Additionally, NDP policies on Quebec aren't going to impress Westerners who will be inclined to see a lack of principle in the party's ideological offerings.

For example, New Democrats endorse the notion Quebecers need only a 50 per cent plus one vote to separate from Canada - rather than the Supreme Court's 1998 ruling calling for a "clear majority" vote.

In Quebec, Mulcair is going to have to spend much of his time ensuring his party hangs on to its 58 seats. On that front he'll be challenging, not so much the Conservatives, but Liberals and a newly resurgent Bloc Quebecois. Conservatives, remember, do not have much at play in Quebec, holding only six seats.

By contrast, je me souviens country is a crucial electoral hunting ground for the Liberals. They desperately need to regrow support in their historic

stronghold to mount a comeback.

Mulcair, of course, will also be busy dealing with the issue of a potential merger with Bob Rae's Liberals - an idea the new leader rejected outright last weekend.

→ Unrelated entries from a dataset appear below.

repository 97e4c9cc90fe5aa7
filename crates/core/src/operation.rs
//! The contract every executable operation implements.

use async_trait::async_trait;
use serde_json::Value;

use crate::editor::EditorContext;
use crate::project::Project;

/// Everything an operation sees: the target project, the raw request
/// body, and the editor context of the initiating client.
#[derive(Debug, Clone)]
pub struct OperationContext {
    pub project: Option<Project>,
    pub body: Value,
    pub editor: Option<EditorContext>,
}

impl OperationContext {
    pub fn new(body: Value) -> Self {
        Self {
            project: None,
            body,
            editor: None,
        }
    }

    pub fn with_project(mut self, project: Project) -> Self {
        self.project = Some(project);
        self
    }

    pub fn with_editor(mut self, editor: EditorContext) -> Self {
        self.editor = Some(editor);
        self
    }
}

impl Default for OperationContext {
    fn default() -> Self {
        Self::new(Value::Null)
    }
}

/// A single executable unit of backend work.
///
/// Instances are constructed per invocation by a registry factory and
/// consumed by `execute`; they are never reused. A successful result is
/// either a plain string (wrapped as `{ "message": ... }` by the
/// dispatcher) or a structured JSON value.
#[async_trait]
pub trait Operation: Send {
    async fn execute(self: Box<Self>) -> anyhow::Result<Value>;
}

/// Adapter turning a plain closure into an [`Operation`].
///
/// Useful for operations with no I/O of their own; anything that suspends
/// implements the trait directly.
pub struct FnOperation<F> {
    ctx: OperationContext,
    run: F,
}

impl<F> FnOperation<F>
where
    F: Fn(OperationContext) -> anyhow::Result<Value> + Send,
{
    pub fn new(ctx: OperationContext, run: F) -> Self {
        Self { ctx, run }
    }
}

#[async_trait]
impl<F> Operation for FnOperation<F>
where
    F: Fn(OperationContext) -> anyhow::Result<Value> + Send,
{
    async fn execute(self: Box<Self>) -> anyhow::Result<Value> {
        (self.run)(self.ctx)
    }
}
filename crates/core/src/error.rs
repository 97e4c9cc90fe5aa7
use crate::types::Token;

#[derive(Debug, thiserror::Error)]
pub enum CoreError {
    #[error("Command not supported: {0}")]
    UnknownOperation(String),

    #[error("Command already registered: {0}")]
    DuplicateOperation(String),

    #[error("Unsupported editor: {0}")]
    UnsupportedEditor(String),

    #[error("Unknown job token: {0}")]
    UnknownToken(Token),

    #[error(transparent)]
    Execution(#[from] anyhow::Error),

    #[error("Invariant violation: {0}")]
    InvariantViolation(String),
}
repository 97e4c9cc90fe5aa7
//! Shared response types for API handlers.
//!
//! Dispatch outcomes use the core [`Envelope`](dispatchd_core::envelope::Envelope)
//! directly; this module holds the transport-only shapes layered around it.

use serde::Serialize;

use dispatchd_core::types::Token;

/// `{ "status": "pending", "id": ... }`, returned on asynchronous
/// submission and on every status check while the job is still running.
#[derive(Debug, Serialize)]
pub struct PendingResponse {
    pub status: &'static str,
    pub id: Token,
}

impl PendingResponse {
    pub fn new(id: Token) -> Self {
        Self {
            status: "pending",
            id,
        }
    }
}
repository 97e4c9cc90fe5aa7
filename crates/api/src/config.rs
/// Server configuration loaded from environment variables.
///
/// All fields have sensible defaults suitable for local development.
/// In production, override via environment variables.
#[derive(Debug, Clone)]
pub struct ServerConfig {
    /// Bind address (default: `0.0.0.0`).
    pub host: String,
    /// Bind port (default: `3000`).
    pub port: u16,
    /// Allowed CORS origins, parsed from comma-separated `CORS_ORIGINS` env var.
    pub cors_origins: Vec<String>,
    /// HTTP request timeout in seconds (default: `30`).
    pub request_timeout_secs: u64,
    /// Graceful shutdown timeout in seconds (default: `30`).
    pub shutdown_timeout_secs: u64,
}

impl ServerConfig {
    /// Load configuration from environment variables with defaults.
    ///
    /// | Env Var                | Default                    |
    /// |------------------------|----------------------------|
    /// | `HOST`                 | `0.0.0.0`                  |
    /// | `PORT`                 | `3000`                     |
    /// | `CORS_ORIGINS`         | `http://localhost:5173`    |
    /// | `REQUEST_TIMEOUT_SECS` | `30`                       |
    /// | `SHUTDOWN_TIMEOUT_SECS`| `30`                       |
    pub fn from_env() -> Self {
        let host = std::env::var("HOST").unwrap_or_else(|_| "0.0.0.0".into());

        let port: u16 = std::env::var("PORT")
            .unwrap_or_else(|_| "3000".into())
            .parse()
            .expect("PORT must be a valid u16");

        let cors_origins: Vec<String> = std::env::var("CORS_ORIGINS")
            .unwrap_or_else(|_| "http://localhost:5173".into())
            .split(',')
            .map(|s| s.trim().to_string())
            .filter(|s| !s.is_empty())
            .collect();

        let request_timeout_secs: u64 = std::env::var("REQUEST_TIMEOUT_SECS")
            .unwrap_or_else(|_| "30".into())
            .parse()
            .expect("REQUEST_TIMEOUT_SECS must be a valid u64");

        let shutdown_timeout_secs: u64 = std::env::var("SHUTDOWN_TIMEOUT_SECS")
            .unwrap_or_else(|_| "30".into())
            .parse()
            .expect("SHUTDOWN_TIMEOUT_SECS must be a valid u64");

        Self {
            host,
            port,
            cors_origins,
            request_timeout_secs,
            shutdown_timeout_secs,
        }
    }
}
//! Command dispatcher: one engine behind every calling convention.
//!
//! The CLI adapter, the synchronous HTTP adapter, and the async/polling
//! HTTP adapter are all thin wrappers over [`Dispatcher::execute`] /
//! [`Dispatcher::dispatch`]; normalization lives here and nowhere else.

use std::sync::Arc;

use serde_json::Value;

use crate::editor::{EditorContext, OpenWindowFn};
use crate::envelope::{wrap_string_result, Envelope};
use crate::error::CoreError;
use crate::operation::OperationContext;
use crate::policy::{effective_operation, CallerMode};
use crate::project::Project;
use crate::registry::OperationRegistry;

/// A single dispatch request, independent of how it arrived.
pub struct DispatchRequest {
    pub name: String,
    pub body: Value,
    pub project: Option<Project>,
    pub editor: Option<String>,
    pub open_window: Option<OpenWindowFn>,
}

impl DispatchRequest {
    pub fn new(name: impl Into<String>) -> Self {
        Self {
            name: name.into(),
            body: Value::Null,
            project: None,
            editor: None,
            open_window: None,
        }
    }

    pub fn with_body(mut self, body: Value) -> Self {
        self.body = body;
        self
    }

    pub fn with_project(mut self, project: Project) -> Self {
        self.project = Some(project);
        self
    }

    pub fn with_editor(mut self, editor: impl Into<String>) -> Self {
        self.editor = Some(editor.into());
        self
    }

    pub fn with_open_window(mut self, open_window: OpenWindowFn) -> Self {
        self.open_window = Some(open_window);
        self
    }
}

/// Resolves an operation name to an executable unit, runs it, and
/// normalizes the outcome.
///
/// Concurrent dispatches run independently; nothing here serializes
/// unrelated requests.
pub struct Dispatcher {
    registry: Arc<OperationRegistry>,
    mode: CallerMode,
}

impl Dispatcher {
    pub fn new(registry: Arc<OperationRegistry>, mode: CallerMode) -> Self {
        Self { registry, mode }
    }

    pub fn mode(&self) -> CallerMode {
        self.mode
    }

    /// Run a request and fold the outcome into the uniform envelope.
    ///
    /// Never fails: a bad editor, an unknown name, and a unit that raises
    /// all surface as the envelope's error arm, in one shape.
    pub async fn execute(&self, request: DispatchRequest) -> Envelope {
        let name = request.name.clone();
        match self.dispatch(request).await {
            Ok(result) => Envelope::success(result),
            Err(err) => {
                tracing::warn!(operation = %name, error = %err, detail = ?err, "Command failed");
                Envelope::failure(err.to_string())
            }
        }
    }

    /// Run a request, returning the raw outcome.
    ///
    /// Plain-string results come back already wrapped as
    /// `{ "message": ... }`. Callers that need the full error (the async
    /// path, which records the diagnostic chain in the job ledger) use
    /// this instead of [`execute`](Self::execute).
    pub async fn dispatch(&self, request: DispatchRequest) -> Result<Value, CoreError> {
        let DispatchRequest {
            name,
            body,
            project,
            editor,
            open_window,
        } = request;

        let editor = editor
            .map(|editor_name| EditorContext::new(&editor_name, open_window))
            .transpose()?;

        let effective = effective_operation(&name, self.mode, project.as_ref());
        if effective != name {
            tracing::info!(
                requested = %name,
                substituted = %effective,
                "Stale project credentials, redirecting to re-authentication"
            );
        }

        let unit = self
            .registry
            .instantiate(
                effective,
                OperationContext {
                    project,
                    body,
                    editor,
                },
            )
            .map_err(|err| match err {
                // Callers asked for `name`; report the lookup failure in
                // their terms even when the policy substituted it.
                CoreError::UnknownOperation(_) => CoreError::UnknownOperation(name.clone()),
                other => other,
            })?;

        tracing::debug!(operation = %effective, "Dispatching command");
        let result = unit.execute().await?;
        Ok(wrap_string_result(result))
    }
}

Rather than execute any sort of formal alliance with the Grits, Mulcair has indicated he'll moderate party policies so they appeal to a broader group of voters. In so doing, he is bound to lock horns with many within his own party who oppose any watering down of what the NDP stands for.

Already Mulcair is being castigated for his intentions. Critical remarks from former leader Ed Broadbent in the run-up to Saturday's leadership vote will be hard to forget as they are replayed, over and over again, in future Conservative attack ads.

Mulcair faces pitched battles on a variety of fronts, a notion that should offer considerable comfort to Harper.